Tuesday, October 11, 2011
Market Building Strategy vs.Cost Minimizing Strategy
A market-building strategy and a cost minimizing strategy are two whole different concepts of running a business. A market-building strategy is much more of a long term project, where ethics and morals come into play. A market-building strategy usually pays their workers an acceptable salary while still generating a profit for their business. It takes longer to build a clientele and reach the target market using a market building strategy and also cost a lot of money to start. This is the main form of business in the U.S. because of all the labor laws, which is why ROI is so important because so much capital is necessary to start the business.
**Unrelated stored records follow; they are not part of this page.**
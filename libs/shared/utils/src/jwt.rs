use base64::{engine::general_purpose::URL_SAFE_NO_PAD, Engine};
use chrono::{TimeZone, Utc};
use hmac::{Hmac, Mac};
use sha2::Sha256;
use tracing::debug;

use shared_models::auth::{JwtClaims, User};

type HmacSha256 = Hmac<Sha256>;

/// Validates a Supabase HS256 access token against the project JWT secret
/// and returns the user it identifies.
pub fn validate_token(token: &str, jwt_secret: &str) -> Result<User, String> {
    if jwt_secret.is_empty() {
        return Err("JWT secret is not set".to_string());
    }

    let parts: Vec<&str> = token.split('.').collect();
    if parts.len() != 3 {
        return Err("Invalid token format".to_string());
    }
    let (header_b64, claims_b64, signature_b64) = (parts[0], parts[1], parts[2]);

    let signature = URL_SAFE_NO_PAD
        .decode(signature_b64)
        .map_err(|_| "Invalid signature encoding".to_string())?;

    let mut mac = HmacSha256::new_from_slice(jwt_secret.as_bytes())
        .map_err(|_| "Failed to create HMAC".to_string())?;
    mac.update(format!("{}.{}", header_b64, claims_b64).as_bytes());
    if mac.verify_slice(&signature).is_err() {
        debug!("Token signature verification failed");
        return Err("Invalid token signature".to_string());
    }

    let claims_bytes = URL_SAFE_NO_PAD
        .decode(claims_b64)
        .map_err(|_| "Invalid claims encoding".to_string())?;
    let claims: JwtClaims = serde_json::from_slice(&claims_bytes).map_err(|e| {
        debug!("Failed to parse claims: {}", e);
        "Invalid claims format".to_string()
    })?;

    if let Some(exp) = claims.exp {
        let now = Utc::now().timestamp() as u64;
        if exp < now {
            debug!("Token expired at {} (now: {})", exp, now);
            return Err("Token expired".to_string());
        }
    }

    let created_at = claims
        .iat
        .and_then(|iat| Utc.timestamp_opt(iat as i64, 0).single());

    let user = User {
        id: claims.sub,
        email: claims.email,
        role: claims.role,
        metadata: claims.user_metadata,
        created_at,
    };

    debug!("Token validated successfully for user: {}", user.id);
    Ok(user)
}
A cost minimizing strategy is a popular strategy around the world where many laws that are enforced in the U.S. are not enforced. It is much easier to start a new cost minimizing strategizing business because not much capital is necessary. These businesses don't need large sums of money to market to their target audience, and they can catch their market simply by offering low prices on their products or services. They are able to do this by paying very low salaries to their employees and spending minimal amount on their infrastructure and business buildings. A market building strategy has a much better reputation and will usually succeed for a long time, especially since globalization will hopefully soon discard all unfair working regulations around the world. Cost minimizing strategies will derive a lot of profit for the owner, but exploits the employees and doesn't help much for the economy. Therefore, the cost minimizing strategy will not survive in the globalizing economy.